=== Provided data ===

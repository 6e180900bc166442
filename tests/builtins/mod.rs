// Copyright (c) Microsoft Corporation.
// Licensed under the MIT License.

#![cfg(test)]

use anyhow::Result;
use regolith::*;

// `a.b.c` as the ref terms `a`, `"b"`, `"c"`.
fn name_to_ref(name: &str) -> Vec<Term> {
    let mut parts = name.split('.');
    let mut terms = vec![Term::var(parts.next().unwrap_or_default())];
    terms.extend(parts.map(Term::string));
    terms
}

#[test]
fn every_builtin_resolves_to_itself() {
    for name in BUILTINS.keys() {
        let r = name_to_ref(name);
        assert_eq!(builtin_name_from_ref(&r), Some(*name), "{name}");
    }
}

#[test]
fn extra_or_missing_segments_do_not_resolve() {
    for name in BUILTINS.keys() {
        let mut r = name_to_ref(name);
        r.push(Term::string("extra"));
        assert_eq!(builtin_name_from_ref(&r), None, "{name}.extra");

        // No registered name is the bare namespace of a dotted one.
        if r.len() > 2 {
            r.truncate(r.len() - 2);
            assert_eq!(builtin_name_from_ref(&r), None, "{name} prefix");
        }
    }
}

#[test]
fn non_string_segments_do_not_resolve() {
    let r = vec![Term::var("strings"), Term::new(Value::from(1))];
    assert_eq!(builtin_name_from_ref(&r), None);

    let r = vec![Term::var("array"), Term::var("concat")];
    assert_eq!(builtin_name_from_ref(&r), None);

    let r = vec![Term::string("count")];
    assert_eq!(builtin_name_from_ref(&r), None);
}

#[test]
fn unknown_names_do_not_resolve() {
    assert_eq!(builtin_name_from_ref(&[]), None);
    assert_eq!(builtin_name_from_ref(&name_to_ref("no_such_builtin")), None);
    assert_eq!(builtin_name_from_ref(&name_to_ref("strings.no_such")), None);
    assert_eq!(builtin_name_from_ref(&name_to_ref("strings.reversed")), None);
    assert_eq!(builtin_name_from_ref(&name_to_ref("string.reverse")), None);
    assert_eq!(builtin_name_from_ref(&name_to_ref("array.concat")), Some("array.concat"));
}

#[test]
fn registry_entries_are_consistent() {
    for (name, builtin) in BUILTINS.iter() {
        assert_eq!(*name, builtin.name);
    }
    assert_eq!(BUILTINS.get("count").map(|b| b.arity), Some(1));
    assert_eq!(BUILTINS.get("internal.member_3").map(|b| b.arity), Some(3));
    assert_eq!(BUILTINS.get("opa.runtime").map(|b| b.arity), Some(0));
}

fn call(name: &str, args: &[Value]) -> Result<Option<Value>> {
    let builtin = BUILTINS.get(name).expect("builtin");
    let runtime = Value::from_json_str(r#"{"env": {"HOME": "/root"}}"#)?;
    let ctx = BuiltinContext {
        name: builtin.name,
        location: None,
        runtime: &runtime,
    };
    (builtin.fcn)(&ctx, args)
}

fn json(s: &str) -> Value {
    Value::from_json_str(s).expect("json")
}

#[test]
fn builtins_compute() -> Result<()> {
    assert_eq!(call("count", &[json("[1, 2, 3]")])?, Some(Value::from(3)));
    assert_eq!(call("sum", &[json("[1, 2.5]")])?, Some(json("3.5")));
    assert_eq!(call("plus", &[json("0.1"), json("0.2")])?, Some(json("0.3")));
    assert_eq!(call("lower", &[Value::from("AbC")])?, Some(Value::from("abc")));
    assert_eq!(call("strings.reverse", &[Value::from("abc")])?, Some(Value::from("cba")));
    assert_eq!(
        call("split", &[Value::from("a,b"), Value::from(",")])?,
        Some(json(r#"["a", "b"]"#))
    );
    assert_eq!(call("object.get", &[json(r#"{"a": 1}"#), Value::from("b"), Value::from(0)])?, Some(Value::from(0)));
    assert_eq!(call("type_name", &[json("{}")])?, Some(Value::from("object")));
    assert_eq!(call("opa.runtime", &[])?, Some(json(r#"{"env": {"HOME": "/root"}}"#)));
    assert_eq!(call("equal", &[json("1.0"), json("1")])?, Some(Value::from(true)));
    Ok(())
}

#[test]
fn type_errors_are_builtin_errors() {
    let err = call("count", &[Value::from(1)]).unwrap_err();
    let eval_err = err.downcast_ref::<EvalError>().expect("eval error");
    assert!(matches!(eval_err, EvalError::Builtin { name, .. } if name == "count"));
}

#[test]
fn division_by_zero_is_an_error() {
    assert!(call("div", &[Value::from(1), Value::from(0)]).is_err());
}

===

→ **Work instruction**: Show every line from the entries above in which the word "object" appears.

→ **Task output**:
    assert_eq!(call("object.get", &[json(r#"{"a": 1}"#), Value::from("b"), Value::from(0)])?, Some(Value::from(0)));
    assert_eq!(call("type_name", &[json("{}")])?, Some(Value::from("object")));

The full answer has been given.